A winged wheel is a symbol used historically on monuments by the Ancient Greeks and Romans and more recently as a heraldic charge.  The symbol was associated with the Ancient Greek god Hermes and as a representation of the chariot (or velocipede) of Triptolemus.  In heraldry the symbol has been used to represent transport, speed and progress.  A three-winged wheel was chosen as the logo of the British Cyclists' Touring Club and at one point was considered "cycling’s most famous symbol".  A two-winged version formed the logo of the London General Omnibus Company and, after a merger, formed the  basis of the modern London Underground roundel.

History 

The symbol is considered to be distinct from the older winged circle symbol which was commonly used in Mesopotamian and Assyrian symbolism.  It was used by the ancient Greeks as a symbol of Hermes, the herald of the Gods, but despite this it is relatively rare on surviving Greek and Roman monuments.  When it does appear it is mainly as an abbreviation or indication of a chariot or to symbolise motion.  The winged wheel is often used to represent the fabled chariot or velocipede of the Greek god Triptolemus.

Use in heraldry 
The winged wheel is used in heraldry, though plain wheels (usually cart wheels) and mill wheels are also used.  However, the Catherine wheel torture device is the most common wheel symbol used in heraldry.  The winged wheel has been shown with one, two or three wings.

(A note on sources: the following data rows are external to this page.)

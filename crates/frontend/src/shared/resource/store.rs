//! In-memory collection of one resource kind, with pagination.
//!
//! Pages are 1-indexed. The collection never holds two entities with the
//! same id.

use super::traits::Resource;
use std::collections::HashSet;

/// Outcome of [`ResourceStore::apply_create`]
#[derive(Debug, Clone, Copy, PartialEq, Eq)]
pub enum CreateEffect {
    Appended,
    /// The id was already present; the caller should refresh
    Duplicate,
}

#[derive(Debug, Clone)]
pub struct ResourceStore<R> {
    items: Vec<R>,
    page: usize,
    page_size: usize,
}

impl<R: Resource> ResourceStore<R> {
    pub fn new(page_size: usize) -> Self {
        Self {
            items: Vec::new(),
            page: 1,
            page_size: page_size.max(1),
        }
    }

    pub fn items(&self) -> &[R] {
        &self.items
    }

    pub fn len(&self) -> usize {
        self.items.len()
    }

    pub fn is_empty(&self) -> bool {
        self.items.is_empty()
    }

    pub fn get(&self, id: &str) -> Option<&R> {
        self.items.iter().find(|e| e.id() == id)
    }

    pub fn contains(&self, id: &str) -> bool {
        self.get(id).is_some()
    }

    /// Replace the whole collection at once (refresh result).
    ///
    /// Duplicate ids keep their first occurrence; returns how many were dropped.
    pub fn replace_all(&mut self, items: Vec<R>) -> usize {
        let total = items.len();
        let mut seen = HashSet::with_capacity(total);
        let items: Vec<R> = items
            .into_iter()
            .filter(|e| seen.insert(e.id().to_string()))
            .collect();
        let dropped = total - items.len();
        if dropped > 0 {
            log::warn!(
                "{}: dropped {} duplicate record(s) from server list",
                R::KIND.as_str(),
                dropped
            );
        }
        self.items = items;
        self.clamp_page();
        dropped
    }

    pub fn apply_create(&mut self, entity: R) -> CreateEffect {
        if self.contains(entity.id()) {
            return CreateEffect::Duplicate;
        }
        self.items.push(entity);
        CreateEffect::Appended
    }

    /// Replace in place. `false` when the id is not in the collection.
    pub fn apply_update(&mut self, entity: R) -> bool {
        match self.items.iter_mut().find(|e| e.id() == entity.id()) {
            Some(slot) => {
                *slot = entity;
                true
            }
            None => false,
        }
    }

    /// Remove by id. Removing an absent id is a no-op.
    pub fn apply_delete(&mut self, id: &str) -> bool {
        let before = self.items.len();
        self.items.retain(|e| e.id() != id);
        let removed = self.items.len() != before;
        if removed {
            self.clamp_page();
        }
        removed
    }

    /// Entities of page `page` (1-indexed) for `page_size`, clipped to bounds.
    pub fn page(&self, page: usize, page_size: usize) -> &[R] {
        if page == 0 || page_size == 0 {
            return &[];
        }
        let start = (page - 1).saturating_mul(page_size);
        if start >= self.items.len() {
            return &[];
        }
        let end = start.saturating_add(page_size).min(self.items.len());
        &self.items[start..end]
    }

    /// `ceil(len / page_size)`, at least 1
    pub fn total_pages(&self, page_size: usize) -> usize {
        if page_size == 0 {
            return 1;
        }
        self.items.len().div_ceil(page_size).max(1)
    }

    pub fn active_page(&self) -> usize {
        self.page
    }

    pub fn page_size(&self) -> usize {
        self.page_size
    }

    pub fn active_total_pages(&self) -> usize {
        self.total_pages(self.page_size)
    }

    pub fn current_page(&self) -> &[R] {
        self.page(self.page, self.page_size)
    }

    /// Select a page; out-of-range values are clamped. Returns the active page.
    pub fn set_page(&mut self, page: usize) -> usize {
        self.page = page;
        self.clamp_page();
        self.page
    }

    fn clamp_page(&mut self) {
        self.page = self.page.clamp(1, self.active_total_pages());
    }
}

#[cfg(test)]
pub(crate) mod tests {
    use super::*;
    use crate::shared::resource::config::ResourceKind;
    use crate::shared::resource::payload::FieldBag;
    use contracts::shared::validation::FormMode;
    use serde::Deserialize;

    /// Minimal resource used by the store, session and controller tests
    #[derive(Debug, Clone, PartialEq, Deserialize)]
    pub struct Item {
        pub id: String,
        pub name: String,
    }

    pub fn item(id: &str, name: &str) -> Item {
        Item {
            id: id.to_string(),
            name: name.to_string(),
        }
    }

    impl Resource for Item {
        type Draft = String;

        const KIND: ResourceKind = ResourceKind::Category;
        const LABEL: &'static str = "Item";
        const COLLECTION_LABEL: &'static str = "items";

        fn id(&self) -> &str {
            &self.id
        }

        fn to_draft(&self) -> String {
            self.name.clone()
        }

        fn validate(draft: &String, _mode: FormMode) -> Result<(), String> {
            if draft.trim().is_empty() {
                Err("Name is required".to_string())
            } else {
                Ok(())
            }
        }

        fn to_payload(draft: &String) -> FieldBag {
            FieldBag::json().text("name", draft.trim())
        }

        fn settle(draft: &String, id: Option<&str>) -> Option<Self> {
            let name = draft.trim().to_string();
            Some(item(id.unwrap_or(&name), &name))
        }
    }

    fn store_of(n: usize, page_size: usize) -> ResourceStore<Item> {
        let mut store = ResourceStore::new(page_size);
        store.replace_all(
            (1..=n)
                .map(|i| item(&i.to_string(), &format!("N{}", i)))
                .collect(),
        );
        store
    }

    fn ids(items: &[Item]) -> Vec<&str> {
        items.iter().map(|e| e.id.as_str()).collect()
    }

    #[test]
    fn test_page_scenario() {
        let mut store = ResourceStore::new(1);
        store.replace_all(vec![item("1", "A"), item("2", "B")]);
        assert_eq!(ids(store.page(1, 1)), vec!["1"]);
        assert_eq!(ids(store.page(2, 1)), vec!["2"]);
        assert!(store.page(3, 1).is_empty());
        assert!(store.page(0, 1).is_empty());
    }

    #[test]
    fn test_page_sizes() {
        let store = store_of(25, 10);
        for (page, expected) in [(1, 10), (2, 10), (3, 5), (4, 0)] {
            assert_eq!(store.page(page, 10).len(), expected, "page {}", page);
        }
        assert_eq!(store.total_pages(10), 3);
        assert_eq!(store.total_pages(25), 1);
        assert!(store.page(1, 0).is_empty());
    }

    #[test]
    fn test_empty_collection_has_one_page() {
        let store: ResourceStore<Item> = ResourceStore::new(12);
        assert_eq!(store.total_pages(12), 1);
        assert!(store.current_page().is_empty());
    }

    #[test]
    fn test_create_appends_once() {
        let mut store = store_of(2, 10);
        assert_eq!(store.apply_create(item("3", "C")), CreateEffect::Appended);
        assert_eq!(store.apply_create(item("3", "C again")), CreateEffect::Duplicate);
        assert_eq!(store.len(), 3);
        assert_eq!(store.get("3").map(|e| e.name.as_str()), Some("C"));
    }

    #[test]
    fn test_update_in_place_keeps_order() {
        let mut store = store_of(3, 10);
        assert!(store.apply_update(item("2", "renamed")));
        assert_eq!(ids(store.items()), vec!["1", "2", "3"]);
        assert_eq!(store.items()[1].name, "renamed");
        assert!(!store.apply_update(item("9", "ghost")));
        assert_eq!(store.len(), 3);
    }

    #[test]
    fn test_delete_is_idempotent() {
        let mut store = store_of(3, 10);
        assert!(store.apply_delete("2"));
        assert!(!store.apply_delete("2"));
        assert!(!store.apply_delete("5"));
        assert_eq!(ids(store.items()), vec!["1", "3"]);
    }

    #[test]
    fn test_replace_all_drops_duplicates() {
        let mut store = ResourceStore::new(10);
        let dropped = store.replace_all(vec![item("1", "A"), item("1", "B"), item("2", "C")]);
        assert_eq!(dropped, 1);
        assert_eq!(ids(store.items()), vec!["1", "2"]);
        assert_eq!(store.items()[0].name, "A");
    }

    #[test]
    fn test_delete_clamps_active_page() {
        let mut store = store_of(3, 1);
        assert_eq!(store.set_page(3), 3);
        store.apply_delete("3");
        assert_eq!(store.active_page(), 2);
        assert_eq!(ids(store.current_page()), vec!["2"]);
    }

    #[test]
    fn test_refresh_clamps_active_page() {
        let mut store = store_of(30, 10);
        store.set_page(3);
        store.replace_all(vec![item("1", "A")]);
        assert_eq!(store.active_page(), 1);
    }

    #[test]
    fn test_set_page_clamps_both_ends() {
        let mut store = store_of(5, 2);
        assert_eq!(store.set_page(0), 1);
        assert_eq!(store.set_page(99), 3);
        assert_eq!(store.active_page(), 3);
    }

    #[test]
    fn test_no_duplicates_after_mixed_sequence() {
        let mut store = store_of(4, 3);
        let ops: Vec<Box<dyn Fn(&mut ResourceStore<Item>)>> = vec![
            Box::new(|s| {
                s.apply_create(item("2", "dup"));
            }),
            Box::new(|s| {
                s.apply_create(item("5", "E"));
            }),
            Box::new(|s| {
                s.apply_delete("1");
            }),
            Box::new(|s| {
                s.apply_create(item("1", "A2"));
            }),
            Box::new(|s| {
                s.apply_update(item("5", "E2"));
            }),
            Box::new(|s| {
                s.apply_create(item("5", "E3"));
            }),
        ];
        for op in ops {
            op(&mut store);
            let mut seen = HashSet::new();
            assert!(store.items().iter().all(|e| seen.insert(e.id.clone())));
        }
        assert_eq!(ids(store.items()), vec!["2", "3", "4", "5", "1"]);
    }
}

When included in heraldric arms they are often emblems of engineering or transport; for example in the arms of the Institution of Municipal Engineers.  However other meanings have included representing railroads, steam power, tourism, speed and progress.  The device has also been used to represent the Holy Spirit of the Abrahamic religions.

A two-winged wheel was the logo of the London General Omnibus Company. When this company was merged into Underground Electric Railways Company of London (UERL) in 1912 the logo was combined with the "disc and bar" of the UERL to form the basis of the modern London Underground roundel.  A triple-winged wheel was adopted as the logo of the Cyclists' Touring Club (CTC) in 1886, possibly taking inspiration from earlier logos of the League of American Wheelmen and the Swift Cycling Club.  The CTC logo quickly became "cycling’s most famous symbol", featuring on the outside of hotels  associated with the CTC (known as "wheel houses") across the United Kingdom.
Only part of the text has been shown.